- **Problem requirements**:
Once you reach the line containing "self.streams.read().await.values().map(|s| s.len()).sum()" in the data below, restate each line word for word up to and including the one containing "let first = log".

- **Records to use**:
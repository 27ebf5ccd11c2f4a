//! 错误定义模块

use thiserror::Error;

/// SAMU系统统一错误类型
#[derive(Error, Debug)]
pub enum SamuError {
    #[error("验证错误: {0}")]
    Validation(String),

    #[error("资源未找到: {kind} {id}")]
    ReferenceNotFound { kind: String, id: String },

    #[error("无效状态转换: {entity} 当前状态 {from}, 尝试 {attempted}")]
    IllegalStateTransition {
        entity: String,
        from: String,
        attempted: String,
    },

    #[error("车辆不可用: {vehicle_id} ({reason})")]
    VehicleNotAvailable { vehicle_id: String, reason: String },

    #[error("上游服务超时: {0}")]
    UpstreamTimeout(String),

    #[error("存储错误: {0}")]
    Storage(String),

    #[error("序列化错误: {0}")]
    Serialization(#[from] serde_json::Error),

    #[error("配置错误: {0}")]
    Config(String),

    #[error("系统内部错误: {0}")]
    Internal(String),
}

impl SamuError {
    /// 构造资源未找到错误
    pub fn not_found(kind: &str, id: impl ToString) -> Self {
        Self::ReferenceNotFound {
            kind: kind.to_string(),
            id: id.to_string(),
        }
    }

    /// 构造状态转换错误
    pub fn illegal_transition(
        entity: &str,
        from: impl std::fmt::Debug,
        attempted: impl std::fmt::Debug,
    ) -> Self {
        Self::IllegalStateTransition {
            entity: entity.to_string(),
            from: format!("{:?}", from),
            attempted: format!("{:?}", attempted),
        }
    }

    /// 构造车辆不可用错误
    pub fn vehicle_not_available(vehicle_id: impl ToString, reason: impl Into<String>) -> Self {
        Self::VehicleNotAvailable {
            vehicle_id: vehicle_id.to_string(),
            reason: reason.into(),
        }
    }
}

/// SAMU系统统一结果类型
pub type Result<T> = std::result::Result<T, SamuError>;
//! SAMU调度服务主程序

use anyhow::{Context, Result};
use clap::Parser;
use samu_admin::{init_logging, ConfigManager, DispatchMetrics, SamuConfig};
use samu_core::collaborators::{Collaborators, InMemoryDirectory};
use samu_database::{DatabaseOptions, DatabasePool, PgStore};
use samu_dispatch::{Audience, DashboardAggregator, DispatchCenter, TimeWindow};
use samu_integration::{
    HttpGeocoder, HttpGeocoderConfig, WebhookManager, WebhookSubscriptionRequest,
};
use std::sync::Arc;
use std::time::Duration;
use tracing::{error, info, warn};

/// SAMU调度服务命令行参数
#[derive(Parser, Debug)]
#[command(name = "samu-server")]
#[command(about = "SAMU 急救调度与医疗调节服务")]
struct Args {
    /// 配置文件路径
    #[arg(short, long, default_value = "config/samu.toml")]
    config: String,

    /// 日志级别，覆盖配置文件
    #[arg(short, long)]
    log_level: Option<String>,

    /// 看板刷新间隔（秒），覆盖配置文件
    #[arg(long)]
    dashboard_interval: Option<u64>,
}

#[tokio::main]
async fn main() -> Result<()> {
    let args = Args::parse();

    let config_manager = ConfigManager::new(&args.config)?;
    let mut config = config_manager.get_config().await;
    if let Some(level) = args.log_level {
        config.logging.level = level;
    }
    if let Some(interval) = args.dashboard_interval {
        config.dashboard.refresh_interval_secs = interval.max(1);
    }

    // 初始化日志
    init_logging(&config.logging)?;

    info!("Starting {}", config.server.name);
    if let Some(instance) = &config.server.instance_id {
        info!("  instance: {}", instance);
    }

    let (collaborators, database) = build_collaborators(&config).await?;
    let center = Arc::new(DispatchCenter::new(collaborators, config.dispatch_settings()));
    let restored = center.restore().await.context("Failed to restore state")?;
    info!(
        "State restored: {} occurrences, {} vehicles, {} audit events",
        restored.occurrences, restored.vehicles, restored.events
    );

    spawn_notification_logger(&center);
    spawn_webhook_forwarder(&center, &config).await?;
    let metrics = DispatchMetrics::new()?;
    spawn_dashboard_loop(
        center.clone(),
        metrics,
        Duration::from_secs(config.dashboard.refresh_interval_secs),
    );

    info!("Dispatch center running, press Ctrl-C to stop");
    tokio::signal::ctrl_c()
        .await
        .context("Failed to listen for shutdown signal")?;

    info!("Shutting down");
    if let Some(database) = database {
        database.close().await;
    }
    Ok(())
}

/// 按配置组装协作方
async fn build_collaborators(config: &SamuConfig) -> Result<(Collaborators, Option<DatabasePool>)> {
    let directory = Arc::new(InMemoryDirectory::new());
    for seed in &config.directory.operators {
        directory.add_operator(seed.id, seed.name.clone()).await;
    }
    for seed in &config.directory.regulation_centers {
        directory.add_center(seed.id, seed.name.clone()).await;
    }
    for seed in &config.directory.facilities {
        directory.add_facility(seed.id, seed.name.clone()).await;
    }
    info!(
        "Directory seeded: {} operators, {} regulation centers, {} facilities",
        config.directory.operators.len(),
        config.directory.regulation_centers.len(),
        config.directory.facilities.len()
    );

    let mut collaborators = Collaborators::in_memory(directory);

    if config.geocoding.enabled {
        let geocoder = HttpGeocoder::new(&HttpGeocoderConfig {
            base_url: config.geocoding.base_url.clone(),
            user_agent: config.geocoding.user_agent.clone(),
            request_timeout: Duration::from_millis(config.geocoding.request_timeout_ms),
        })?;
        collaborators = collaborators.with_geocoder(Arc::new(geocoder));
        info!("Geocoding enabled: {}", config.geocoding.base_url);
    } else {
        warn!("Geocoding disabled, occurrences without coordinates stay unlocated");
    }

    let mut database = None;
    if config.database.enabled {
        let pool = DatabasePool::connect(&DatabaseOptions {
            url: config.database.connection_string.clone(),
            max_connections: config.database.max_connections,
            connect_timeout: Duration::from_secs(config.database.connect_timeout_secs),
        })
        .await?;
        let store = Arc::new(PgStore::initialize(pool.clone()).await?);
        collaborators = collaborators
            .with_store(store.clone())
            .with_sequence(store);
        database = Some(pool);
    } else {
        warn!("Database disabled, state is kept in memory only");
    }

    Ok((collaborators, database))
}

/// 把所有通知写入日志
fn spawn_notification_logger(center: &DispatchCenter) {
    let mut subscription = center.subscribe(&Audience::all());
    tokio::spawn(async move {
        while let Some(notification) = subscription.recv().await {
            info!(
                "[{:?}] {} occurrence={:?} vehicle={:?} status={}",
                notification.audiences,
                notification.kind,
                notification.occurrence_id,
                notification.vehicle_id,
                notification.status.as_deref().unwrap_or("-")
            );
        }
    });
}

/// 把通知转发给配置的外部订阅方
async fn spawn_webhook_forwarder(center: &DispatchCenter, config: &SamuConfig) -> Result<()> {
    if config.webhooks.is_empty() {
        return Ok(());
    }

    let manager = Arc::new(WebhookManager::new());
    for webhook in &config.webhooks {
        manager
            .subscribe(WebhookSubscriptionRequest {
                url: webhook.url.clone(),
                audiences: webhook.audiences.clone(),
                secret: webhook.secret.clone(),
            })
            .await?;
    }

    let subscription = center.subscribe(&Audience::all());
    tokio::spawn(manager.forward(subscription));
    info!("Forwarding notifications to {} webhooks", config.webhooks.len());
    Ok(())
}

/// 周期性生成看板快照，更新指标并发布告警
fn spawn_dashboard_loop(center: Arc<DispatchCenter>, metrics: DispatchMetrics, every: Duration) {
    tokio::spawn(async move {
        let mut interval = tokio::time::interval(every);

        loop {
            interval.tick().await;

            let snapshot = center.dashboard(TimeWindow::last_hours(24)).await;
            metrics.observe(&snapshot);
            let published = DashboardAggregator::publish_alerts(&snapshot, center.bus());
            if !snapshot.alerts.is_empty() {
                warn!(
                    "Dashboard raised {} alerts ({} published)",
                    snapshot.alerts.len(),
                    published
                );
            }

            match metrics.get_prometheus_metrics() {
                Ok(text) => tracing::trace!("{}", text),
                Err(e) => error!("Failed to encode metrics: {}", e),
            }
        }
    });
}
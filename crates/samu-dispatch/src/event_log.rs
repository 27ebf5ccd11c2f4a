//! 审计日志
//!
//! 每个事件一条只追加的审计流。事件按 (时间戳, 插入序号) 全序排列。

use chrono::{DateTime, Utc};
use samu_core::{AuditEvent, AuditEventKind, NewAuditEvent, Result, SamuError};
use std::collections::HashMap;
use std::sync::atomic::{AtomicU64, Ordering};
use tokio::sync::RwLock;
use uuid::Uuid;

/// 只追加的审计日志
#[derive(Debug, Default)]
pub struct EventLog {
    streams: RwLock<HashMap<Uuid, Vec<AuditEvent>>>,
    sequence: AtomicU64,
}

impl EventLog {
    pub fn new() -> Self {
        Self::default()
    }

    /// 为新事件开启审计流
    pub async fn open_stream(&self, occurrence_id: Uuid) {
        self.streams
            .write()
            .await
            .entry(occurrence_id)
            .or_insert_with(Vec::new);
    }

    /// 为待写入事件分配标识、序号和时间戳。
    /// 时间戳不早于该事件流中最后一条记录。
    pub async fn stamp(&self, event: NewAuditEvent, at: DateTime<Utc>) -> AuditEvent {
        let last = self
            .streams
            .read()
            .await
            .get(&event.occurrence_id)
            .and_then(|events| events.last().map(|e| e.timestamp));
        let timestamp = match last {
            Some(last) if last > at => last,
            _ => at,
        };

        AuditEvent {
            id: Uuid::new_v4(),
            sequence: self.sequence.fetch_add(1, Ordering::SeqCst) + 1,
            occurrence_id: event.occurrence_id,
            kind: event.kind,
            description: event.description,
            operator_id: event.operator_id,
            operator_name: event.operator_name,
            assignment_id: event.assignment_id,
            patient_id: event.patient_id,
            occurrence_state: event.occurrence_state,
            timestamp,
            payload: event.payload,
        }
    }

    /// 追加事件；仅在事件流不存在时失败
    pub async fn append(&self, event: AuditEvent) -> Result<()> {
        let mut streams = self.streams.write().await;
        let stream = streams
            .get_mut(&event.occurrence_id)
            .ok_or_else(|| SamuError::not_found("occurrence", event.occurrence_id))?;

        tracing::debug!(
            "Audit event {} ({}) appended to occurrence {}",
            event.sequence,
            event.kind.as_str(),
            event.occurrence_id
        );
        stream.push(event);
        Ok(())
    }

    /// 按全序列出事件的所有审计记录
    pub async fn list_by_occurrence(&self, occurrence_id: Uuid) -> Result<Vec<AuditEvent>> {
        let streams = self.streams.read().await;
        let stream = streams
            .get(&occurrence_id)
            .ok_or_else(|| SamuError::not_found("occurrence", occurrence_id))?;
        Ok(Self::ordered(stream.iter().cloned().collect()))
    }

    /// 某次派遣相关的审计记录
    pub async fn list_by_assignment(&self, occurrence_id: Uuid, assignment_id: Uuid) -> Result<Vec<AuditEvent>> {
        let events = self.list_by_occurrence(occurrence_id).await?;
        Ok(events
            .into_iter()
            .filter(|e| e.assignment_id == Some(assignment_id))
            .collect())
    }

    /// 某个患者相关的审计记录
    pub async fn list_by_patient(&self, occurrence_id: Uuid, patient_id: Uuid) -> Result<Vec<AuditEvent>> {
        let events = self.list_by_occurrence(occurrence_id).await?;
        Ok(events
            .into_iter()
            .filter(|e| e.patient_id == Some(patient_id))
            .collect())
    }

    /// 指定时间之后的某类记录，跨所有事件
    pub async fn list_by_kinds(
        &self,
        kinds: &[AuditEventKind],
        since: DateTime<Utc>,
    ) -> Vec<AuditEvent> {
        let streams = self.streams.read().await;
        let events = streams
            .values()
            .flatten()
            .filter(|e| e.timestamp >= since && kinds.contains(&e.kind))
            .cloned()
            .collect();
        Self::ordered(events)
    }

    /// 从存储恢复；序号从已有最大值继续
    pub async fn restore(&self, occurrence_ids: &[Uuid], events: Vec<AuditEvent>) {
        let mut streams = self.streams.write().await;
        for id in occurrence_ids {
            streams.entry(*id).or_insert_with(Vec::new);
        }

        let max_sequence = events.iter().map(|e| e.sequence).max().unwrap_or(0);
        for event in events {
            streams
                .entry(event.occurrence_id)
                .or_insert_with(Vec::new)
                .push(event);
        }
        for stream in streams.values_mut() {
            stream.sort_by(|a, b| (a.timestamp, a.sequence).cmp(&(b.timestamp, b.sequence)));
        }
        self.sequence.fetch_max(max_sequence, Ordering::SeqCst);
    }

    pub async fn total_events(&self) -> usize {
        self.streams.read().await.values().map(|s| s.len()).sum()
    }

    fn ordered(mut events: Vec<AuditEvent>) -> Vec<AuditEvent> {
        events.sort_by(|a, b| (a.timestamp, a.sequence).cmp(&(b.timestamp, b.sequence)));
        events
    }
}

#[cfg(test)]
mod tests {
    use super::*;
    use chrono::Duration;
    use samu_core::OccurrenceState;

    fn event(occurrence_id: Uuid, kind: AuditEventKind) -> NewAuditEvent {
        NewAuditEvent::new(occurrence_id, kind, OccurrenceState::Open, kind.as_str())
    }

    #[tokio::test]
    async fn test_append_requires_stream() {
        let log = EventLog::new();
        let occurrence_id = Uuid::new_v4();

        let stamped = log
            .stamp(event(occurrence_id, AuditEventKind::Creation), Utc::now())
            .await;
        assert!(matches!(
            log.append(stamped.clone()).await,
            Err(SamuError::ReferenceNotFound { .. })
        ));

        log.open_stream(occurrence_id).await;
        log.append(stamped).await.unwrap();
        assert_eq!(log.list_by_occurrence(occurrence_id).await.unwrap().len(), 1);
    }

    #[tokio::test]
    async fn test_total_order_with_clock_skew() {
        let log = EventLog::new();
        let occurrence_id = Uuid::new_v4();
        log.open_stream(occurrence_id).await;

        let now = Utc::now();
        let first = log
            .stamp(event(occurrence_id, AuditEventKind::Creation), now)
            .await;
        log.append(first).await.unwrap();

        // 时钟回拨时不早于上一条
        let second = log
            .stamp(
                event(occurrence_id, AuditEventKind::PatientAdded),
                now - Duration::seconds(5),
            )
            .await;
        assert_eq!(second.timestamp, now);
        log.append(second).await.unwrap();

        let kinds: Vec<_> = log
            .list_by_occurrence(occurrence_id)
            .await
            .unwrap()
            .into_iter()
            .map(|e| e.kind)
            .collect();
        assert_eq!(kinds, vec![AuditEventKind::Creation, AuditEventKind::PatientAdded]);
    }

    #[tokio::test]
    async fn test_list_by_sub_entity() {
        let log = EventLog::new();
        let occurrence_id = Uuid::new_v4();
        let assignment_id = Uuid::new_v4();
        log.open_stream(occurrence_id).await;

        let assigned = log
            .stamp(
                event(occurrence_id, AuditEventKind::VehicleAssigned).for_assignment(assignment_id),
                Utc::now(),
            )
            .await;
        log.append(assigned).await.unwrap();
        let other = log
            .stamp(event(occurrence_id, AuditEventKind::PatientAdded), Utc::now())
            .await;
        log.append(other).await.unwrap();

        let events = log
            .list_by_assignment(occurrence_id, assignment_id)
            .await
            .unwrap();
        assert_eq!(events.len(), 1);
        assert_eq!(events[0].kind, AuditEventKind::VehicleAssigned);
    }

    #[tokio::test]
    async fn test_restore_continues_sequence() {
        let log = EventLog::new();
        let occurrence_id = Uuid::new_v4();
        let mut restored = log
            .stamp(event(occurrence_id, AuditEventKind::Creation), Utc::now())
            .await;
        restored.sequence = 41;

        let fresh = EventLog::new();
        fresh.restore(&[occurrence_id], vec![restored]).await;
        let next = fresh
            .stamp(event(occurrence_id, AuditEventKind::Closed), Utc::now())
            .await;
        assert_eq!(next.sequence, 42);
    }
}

- **The completed task**:
        self.streams.read().await.values().map(|s| s.len()).sum()
    }

    fn ordered(mut events: Vec<AuditEvent>) -> Vec<AuditEvent> {
        events.sort_by(|a, b| (a.timestamp, a.sequence).cmp(&(b.timestamp, b.sequence)));
        events
    }
}

#[cfg(test)]
mod tests {
    use super::*;
    use chrono::Duration;
    use samu_core::OccurrenceState;

    fn event(occurrence_id: Uuid, kind: AuditEventKind) -> NewAuditEvent {
        NewAuditEvent::new(occurrence_id, kind, OccurrenceState::Open, kind.as_str())
    }

    #[tokio::test]
    async fn test_append_requires_stream() {
        let log = EventLog::new();
        let occurrence_id = Uuid::new_v4();

        let stamped = log
            .stamp(event(occurrence_id, AuditEventKind::Creation), Utc::now())
            .await;
        assert!(matches!(
            log.append(stamped.clone()).await,
            Err(SamuError::ReferenceNotFound { .. })
        ));

        log.open_stream(occurrence_id).await;
        log.append(stamped).await.unwrap();
        assert_eq!(log.list_by_occurrence(occurrence_id).await.unwrap().len(), 1);
    }

    #[tokio::test]
    async fn test_total_order_with_clock_skew() {
        let log = EventLog::new();
        let occurrence_id = Uuid::new_v4();
        log.open_stream(occurrence_id).await;

        let now = Utc::now();
        let first = log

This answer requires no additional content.